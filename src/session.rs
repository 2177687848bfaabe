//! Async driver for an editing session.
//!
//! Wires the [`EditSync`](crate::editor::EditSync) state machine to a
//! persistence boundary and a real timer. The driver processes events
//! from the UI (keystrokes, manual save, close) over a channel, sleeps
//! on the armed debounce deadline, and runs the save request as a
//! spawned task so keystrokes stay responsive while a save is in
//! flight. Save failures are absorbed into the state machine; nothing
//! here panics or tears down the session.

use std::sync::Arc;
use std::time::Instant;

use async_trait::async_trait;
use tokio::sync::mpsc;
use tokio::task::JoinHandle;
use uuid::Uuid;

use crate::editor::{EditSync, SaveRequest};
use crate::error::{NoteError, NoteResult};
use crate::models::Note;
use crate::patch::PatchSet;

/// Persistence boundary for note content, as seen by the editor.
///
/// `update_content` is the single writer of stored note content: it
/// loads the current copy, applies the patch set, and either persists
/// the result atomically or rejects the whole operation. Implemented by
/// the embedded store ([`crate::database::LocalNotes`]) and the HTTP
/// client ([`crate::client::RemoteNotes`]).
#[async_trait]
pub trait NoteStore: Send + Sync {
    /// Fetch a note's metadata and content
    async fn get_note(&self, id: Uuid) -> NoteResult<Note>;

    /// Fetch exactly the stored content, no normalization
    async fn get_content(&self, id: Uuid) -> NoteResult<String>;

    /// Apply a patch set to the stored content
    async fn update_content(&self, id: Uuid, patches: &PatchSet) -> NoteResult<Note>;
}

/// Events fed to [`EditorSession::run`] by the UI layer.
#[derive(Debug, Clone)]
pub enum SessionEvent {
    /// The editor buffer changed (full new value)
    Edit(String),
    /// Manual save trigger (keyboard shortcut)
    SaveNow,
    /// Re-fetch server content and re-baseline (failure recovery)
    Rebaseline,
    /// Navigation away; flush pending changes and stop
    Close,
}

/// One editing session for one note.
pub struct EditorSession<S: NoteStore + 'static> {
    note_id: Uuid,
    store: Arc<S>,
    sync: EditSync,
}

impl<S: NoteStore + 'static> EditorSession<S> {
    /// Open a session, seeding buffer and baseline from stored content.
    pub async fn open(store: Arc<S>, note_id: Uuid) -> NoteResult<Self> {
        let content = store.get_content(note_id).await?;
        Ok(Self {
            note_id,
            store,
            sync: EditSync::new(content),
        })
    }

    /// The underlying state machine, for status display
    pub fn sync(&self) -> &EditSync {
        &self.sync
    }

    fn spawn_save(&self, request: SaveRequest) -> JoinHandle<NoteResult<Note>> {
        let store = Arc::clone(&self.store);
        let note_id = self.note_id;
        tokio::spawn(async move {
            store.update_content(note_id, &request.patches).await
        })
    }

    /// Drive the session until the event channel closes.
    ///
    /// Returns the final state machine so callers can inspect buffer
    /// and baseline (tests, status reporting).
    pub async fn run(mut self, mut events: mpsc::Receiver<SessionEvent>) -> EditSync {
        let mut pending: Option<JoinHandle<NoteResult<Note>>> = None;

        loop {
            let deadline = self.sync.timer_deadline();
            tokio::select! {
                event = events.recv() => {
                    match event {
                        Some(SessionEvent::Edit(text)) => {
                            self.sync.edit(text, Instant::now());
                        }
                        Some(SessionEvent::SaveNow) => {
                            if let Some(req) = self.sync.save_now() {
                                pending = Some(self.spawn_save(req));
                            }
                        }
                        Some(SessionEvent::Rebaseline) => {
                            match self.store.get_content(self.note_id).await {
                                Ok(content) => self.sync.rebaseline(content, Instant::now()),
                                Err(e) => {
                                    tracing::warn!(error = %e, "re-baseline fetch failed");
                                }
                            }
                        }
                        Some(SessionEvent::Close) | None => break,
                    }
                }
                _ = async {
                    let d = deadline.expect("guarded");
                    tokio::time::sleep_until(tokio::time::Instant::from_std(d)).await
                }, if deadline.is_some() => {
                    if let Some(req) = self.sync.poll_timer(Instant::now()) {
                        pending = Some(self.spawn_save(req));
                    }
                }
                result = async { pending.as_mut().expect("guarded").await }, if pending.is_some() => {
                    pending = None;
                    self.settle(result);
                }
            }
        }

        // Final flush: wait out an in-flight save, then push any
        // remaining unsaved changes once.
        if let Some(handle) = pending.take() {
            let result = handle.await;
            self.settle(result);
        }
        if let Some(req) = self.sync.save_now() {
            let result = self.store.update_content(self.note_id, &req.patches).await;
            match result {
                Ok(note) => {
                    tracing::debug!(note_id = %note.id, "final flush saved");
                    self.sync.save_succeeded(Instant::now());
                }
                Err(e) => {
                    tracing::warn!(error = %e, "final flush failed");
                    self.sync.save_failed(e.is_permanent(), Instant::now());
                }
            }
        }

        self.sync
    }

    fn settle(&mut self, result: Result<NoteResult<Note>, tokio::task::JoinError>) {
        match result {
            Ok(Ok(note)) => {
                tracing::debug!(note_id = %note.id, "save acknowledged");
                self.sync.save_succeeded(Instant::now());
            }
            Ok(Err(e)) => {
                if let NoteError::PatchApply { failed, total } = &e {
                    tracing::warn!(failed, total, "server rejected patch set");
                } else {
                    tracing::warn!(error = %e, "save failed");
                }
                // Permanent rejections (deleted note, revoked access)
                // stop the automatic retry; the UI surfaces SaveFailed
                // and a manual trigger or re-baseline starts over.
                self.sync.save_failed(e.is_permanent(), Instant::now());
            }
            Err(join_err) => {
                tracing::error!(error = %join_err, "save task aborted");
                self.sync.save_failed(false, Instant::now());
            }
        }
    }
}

Problem: Line by line, return the whole listing without a single difference.

Solution to the problem:
filename src/session.rs
repository 2177687848bfaabe
//! Async driver for an editing session.
//!
//! Wires the [`EditSync`](crate::editor::EditSync) state machine to a
//! persistence boundary and a real timer. The driver processes events
//! from the UI (keystrokes, manual save, close) over a channel, sleeps
//! on the armed debounce deadline, and runs the save request as a
//! spawned task so keystrokes stay responsive while a save is in
//! flight. Save failures are absorbed into the state machine; nothing
//! here panics or tears down the session.

use std::sync::Arc;
use std::time::Instant;

use async_trait::async_trait;
use tokio::sync::mpsc;
use tokio::task::JoinHandle;
use uuid::Uuid;

use crate::editor::{EditSync, SaveRequest};
use crate::error::{NoteError, NoteResult};
use crate::models::Note;
use crate::patch::PatchSet;

/// Persistence boundary for note content, as seen by the editor.
///
/// `update_content` is the single writer of stored note content: it
/// loads the current copy, applies the patch set, and either persists
/// the result atomically or rejects the whole operation. Implemented by
/// the embedded store ([`crate::database::LocalNotes`]) and the HTTP
/// client ([`crate::client::RemoteNotes`]).
#[async_trait]
pub trait NoteStore: Send + Sync {
    /// Fetch a note's metadata and content
    async fn get_note(&self, id: Uuid) -> NoteResult<Note>;

    /// Fetch exactly the stored content, no normalization
    async fn get_content(&self, id: Uuid) -> NoteResult<String>;

    /// Apply a patch set to the stored content
    async fn update_content(&self, id: Uuid, patches: &PatchSet) -> NoteResult<Note>;
}

/// Events fed to [`EditorSession::run`] by the UI layer.
#[derive(Debug, Clone)]
pub enum SessionEvent {
    /// The editor buffer changed (full new value)
    Edit(String),
    /// Manual save trigger (keyboard shortcut)
    SaveNow,
    /// Re-fetch server content and re-baseline (failure recovery)
    Rebaseline,
    /// Navigation away; flush pending changes and stop
    Close,
}

/// One editing session for one note.
pub struct EditorSession<S: NoteStore + 'static> {
    note_id: Uuid,
    store: Arc<S>,
    sync: EditSync,
}

impl<S: NoteStore + 'static> EditorSession<S> {
    /// Open a session, seeding buffer and baseline from stored content.
    pub async fn open(store: Arc<S>, note_id: Uuid) -> NoteResult<Self> {
        let content = store.get_content(note_id).await?;
        Ok(Self {
            note_id,
            store,
            sync: EditSync::new(content),
        })
    }

    /// The underlying state machine, for status display
    pub fn sync(&self) -> &EditSync {
        &self.sync
    }

    fn spawn_save(&self, request: SaveRequest) -> JoinHandle<NoteResult<Note>> {
        let store = Arc::clone(&self.store);
        let note_id = self.note_id;
        tokio::spawn(async move {
            store.update_content(note_id, &request.patches).await
        })
    }

    /// Drive the session until the event channel closes.
    ///
    /// Returns the final state machine so callers can inspect buffer
    /// and baseline (tests, status reporting).
    pub async fn run(mut self, mut events: mpsc::Receiver<SessionEvent>) -> EditSync {
        let mut pending: Option<JoinHandle<NoteResult<Note>>> = None;

        loop {
            let deadline = self.sync.timer_deadline();
            tokio::select! {
                event = events.recv() => {
                    match event {
                        Some(SessionEvent::Edit(text)) => {
                            self.sync.edit(text, Instant::now());
                        }
                        Some(SessionEvent::SaveNow) => {
                            if let Some(req) = self.sync.save_now() {
                                pending = Some(self.spawn_save(req));
                            }
                        }
                        Some(SessionEvent::Rebaseline) => {
                            match self.store.get_content(self.note_id).await {
                                Ok(content) => self.sync.rebaseline(content, Instant::now()),
                                Err(e) => {
                                    tracing::warn!(error = %e, "re-baseline fetch failed");
                                }
                            }
                        }
                        Some(SessionEvent::Close) | None => break,
                    }
                }
                _ = async {
                    let d = deadline.expect("guarded");
                    tokio::time::sleep_until(tokio::time::Instant::from_std(d)).await
                }, if deadline.is_some() => {
                    if let Some(req) = self.sync.poll_timer(Instant::now()) {
                        pending = Some(self.spawn_save(req));
                    }
                }
                result = async { pending.as_mut().expect("guarded").await }, if pending.is_some() => {
                    pending = None;
                    self.settle(result);
                }
            }
        }

        // Final flush: wait out an in-flight save, then push any
        // remaining unsaved changes once.
        if let Some(handle) = pending.take() {
            let result = handle.await;
            self.settle(result);
        }
        if let Some(req) = self.sync.save_now() {
            let result = self.store.update_content(self.note_id, &req.patches).await;
            match result {
                Ok(note) => {
                    tracing::debug!(note_id = %note.id, "final flush saved");
                    self.sync.save_succeeded(Instant::now());
                }
                Err(e) => {
                    tracing::warn!(error = %e, "final flush failed");
                    self.sync.save_failed(e.is_permanent(), Instant::now());
                }
            }
        }

        self.sync
    }

    fn settle(&mut self, result: Result<NoteResult<Note>, tokio::task::JoinError>) {
        match result {
            Ok(Ok(note)) => {
                tracing::debug!(note_id = %note.id, "save acknowledged");
                self.sync.save_succeeded(Instant::now());
            }
            Ok(Err(e)) => {
                if let NoteError::PatchApply { failed, total } = &e {
                    tracing::warn!(failed, total, "server rejected patch set");
                } else {
                    tracing::warn!(error = %e, "save failed");
                }
                // Permanent rejections (deleted note, revoked access)
                // stop the automatic retry; the UI surfaces SaveFailed
                // and a manual trigger or re-baseline starts over.
                self.sync.save_failed(e.is_permanent(), Instant::now());
            }
            Err(join_err) => {
                tracing::error!(error = %join_err, "save task aborted");
                self.sync.save_failed(false, Instant::now());
            }
        }
    }
}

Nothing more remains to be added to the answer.